Participation in Policy Making: The power of a seat at the table

Participation in Policy Making: The power of a seat at the table

As the end of my CEP internship experience nears, I find myself reflecting on what has been an incredibly meaningful 6 months, and an important part of my graduate studies. I am fortunate to have worked with the Columbia Land Conservancy: an impactful organization, dedicated to conserving natural habitats and reconnecting people with their local environment through access, education, and outreach. I learned many practical lessons, developed new skills, and got the chance to work with a team of dedicated and passionate people.

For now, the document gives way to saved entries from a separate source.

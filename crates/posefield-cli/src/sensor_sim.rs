//! Synthetic sensor source.
//!
//! Stands in for the physical IMU fleet: each simulated device publishes a
//! slowly precessing orientation quaternion at its own rate through the real
//! ingestion channel, so the demo exercises the same merge path a live
//! deployment does. One device reports as uncalibrated and one goes silent
//! after a while to show the staleness fade.

use std::time::Duration;

use posefield_runtime::SensorTx;
use posefield_types::SensorUpdate;
use tokio::task::JoinHandle;
use tracing::debug;

/// Behaviour of one simulated device.
#[derive(Debug, Clone)]
pub struct SimDevice {
    pub device_id: String,
    /// Publish period.
    pub period: Duration,
    /// Precession speed (radians per update).
    pub spin_rate: f32,
    /// Rotation axis, normalized at spawn time.
    pub axis: [f32; 3],
    /// Calibration value reported with every update.
    pub calibration: u8,
    /// Stop publishing after this many updates (`None` = forever).
    pub stop_after: Option<u32>,
}

/// The default demo fleet: three spinning devices, one uncalibrated, one
/// that falls silent to demonstrate the staleness fade.
pub fn demo_fleet() -> Vec<SimDevice> {
    vec![
        SimDevice {
            device_id: "imu-alpha".to_string(),
            period: Duration::from_millis(50),
            spin_rate: 0.02,
            axis: [0.0, 0.0, 1.0],
            calibration: 3,
            stop_after: None,
        },
        SimDevice {
            device_id: "imu-beta".to_string(),
            period: Duration::from_millis(80),
            spin_rate: -0.035,
            axis: [1.0, 0.0, 0.0],
            calibration: 0,
            stop_after: None,
        },
        SimDevice {
            device_id: "imu-gamma".to_string(),
            period: Duration::from_millis(120),
            spin_rate: 0.05,
            axis: [0.0, 1.0, 1.0],
            calibration: 2,
            stop_after: Some(100),
        },
    ]
}

/// Spawn one publisher task per device, all feeding the same ingestion
/// channel.
pub fn spawn_fleet(tx: &SensorTx, fleet: Vec<SimDevice>) -> Vec<JoinHandle<()>> {
    fleet
        .into_iter()
        .map(|device| {
            let tx = tx.clone();
            tokio::spawn(async move { run_device(tx, device).await })
        })
        .collect()
}

async fn run_device(tx: SensorTx, device: SimDevice) {
    let norm = (device.axis[0].powi(2) + device.axis[1].powi(2) + device.axis[2].powi(2)).sqrt();
    let axis = if norm > 0.0 {
        [
            device.axis[0] / norm,
            device.axis[1] / norm,
            device.axis[2] / norm,
        ]
    } else {
        [0.0, 0.0, 1.0]
    };

    let mut ticker = tokio::time::interval(device.period);
    let mut angle = 0.0f32;
    let mut published = 0u32;

    loop {
        ticker.tick().await;
        if let Some(limit) = device.stop_after
            && published >= limit
        {
            debug!(device_id = %device.device_id, "simulated device going silent");
            return;
        }

        let update = SensorUpdate {
            quaternion: Some(sensor_quaternion(axis, angle)),
            calibration: Some(device.calibration),
            ..SensorUpdate::new(device.device_id.clone())
        };
        if tx.send(update).await.is_err() {
            // Merge task gone; the process is shutting down.
            return;
        }

        angle += device.spin_rate;
        published += 1;
    }
}

/// Axis-angle rotation in the sensor component order `(q0, q1, q2, q3)`,
/// i.e. `q3` carries w, `q1` carries x, `q0` carries y, `q2` carries z.
fn sensor_quaternion(axis: [f32; 3], angle: f32) -> [f32; 4] {
    let half = angle / 2.0;
    let s = half.sin();
    let (w, x, y, z) = (half.cos(), axis[0] * s, axis[1] * s, axis[2] * s);
    [y, x, z, w]
}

Turning Action into Advocacy

One of the most rewarding experiences of my internship happened in November, when I had the opportunity to engage in state-wide policy discussions in support of farmland protection and land access initiatives. Attending American Farmland Trust’s fall lobby day, and participating in their On Solid Ground forum, were two of the most valuable experiences of my entire internship.

The New York State Capitol Building, Albany NY. (

As I made the journey to Albany on a cold November morning, I wasn’t entirely sure what to expect. I had never even been to the capital as a tourist, let alone as an advocate. After our arrival and a few introductions, our group divided into two teams and quickly reviewed our strategy and list of asks. Both teams were comprised of professionals working at policy and/or conservation organizations, and were in Albany to advocate on behalf of the local communities they serve. It was reassuring to hear that many other professionals were facing the same challenges I was facing in my own work. Although we had only just met, we all shared a collective vision: to advance farmland conservation and access work throughout New York State.


In our meetings, we delivered powerful testimonies about how our work was impacting and helping farmers, and the rural communities they call home. These stories were delivered alongside specific policy ‘asks’, and followed by discussions with legislators and legislative assistants exploring the ways our advocacy group would like to see New York State’s approach to farmland protection change. Experiencing this sort of advocacy work first hand was both exciting and inspiring and set the tone for the On Solid Ground forum the next day, a conference of practitioners from all over New York state focused on farmland conservation and land access.

The conference was everything I expected. Panel discussions of popular farmland conservation topics, group activities where participants shared stories of their own successes and failures, and a few inspiring speakers delivering messages about the importance and power of our collective action. I made new connections, learned about interesting projects happening outside of the Hudson Valley, and enjoyed a delicious meal comprised of a variety of foods from local farms (an added perk to working in farmland protection is easy access to incredible local food).

Personal Accountability for a Collective Failure

Towards the end of the day, the tone of the day took a notable turn. Karen Washington, a life-long farmer, political activist, and community organizer fighting for food justice was introduced as the final speaker of the day. Karen helped found Rise and Root Farm in Chester, NY, in 2014 and her work fighting to improve food access in urban environments has spanned decades.

Karen delivered a powerful message, recognizing and directly addressing the lack of diversity within farming, and specifically the lack of representation among the group gathered at the conference that day. Karen reminded us of the history of racial discrimination in farming in the United States.


Direct Representation of Black, Hispanic, LGBTQI+, and other underserved farmers is the only way to effectively craft policy that effectively responds to the needs of all people, and help our larger farming community overcome centuries of political inequality. Unless these farmers ‘get a seat at the table’ they will never will never truly have their voices heard.

Karen’s speech was a reality check. Complacency allows us to ignore the most complex problems. For people of privilege, racism, sexism, and other forms of systemic oppression and discrimination are often easier to ignore than to solve.

I came away from the day reflecting on the ways in which I participate in and perpetuate a system that doesn’t serve everyone in my community equally. While this experience didn’t yield any hard skill or important professional contact, I look back on it as one of the most impactful moments of my internship experience. I’d imagine that many in attendance felt similarly in that moment. Karen’s message served as an important reminder to each and every one of us that there is still a lot of work to be done.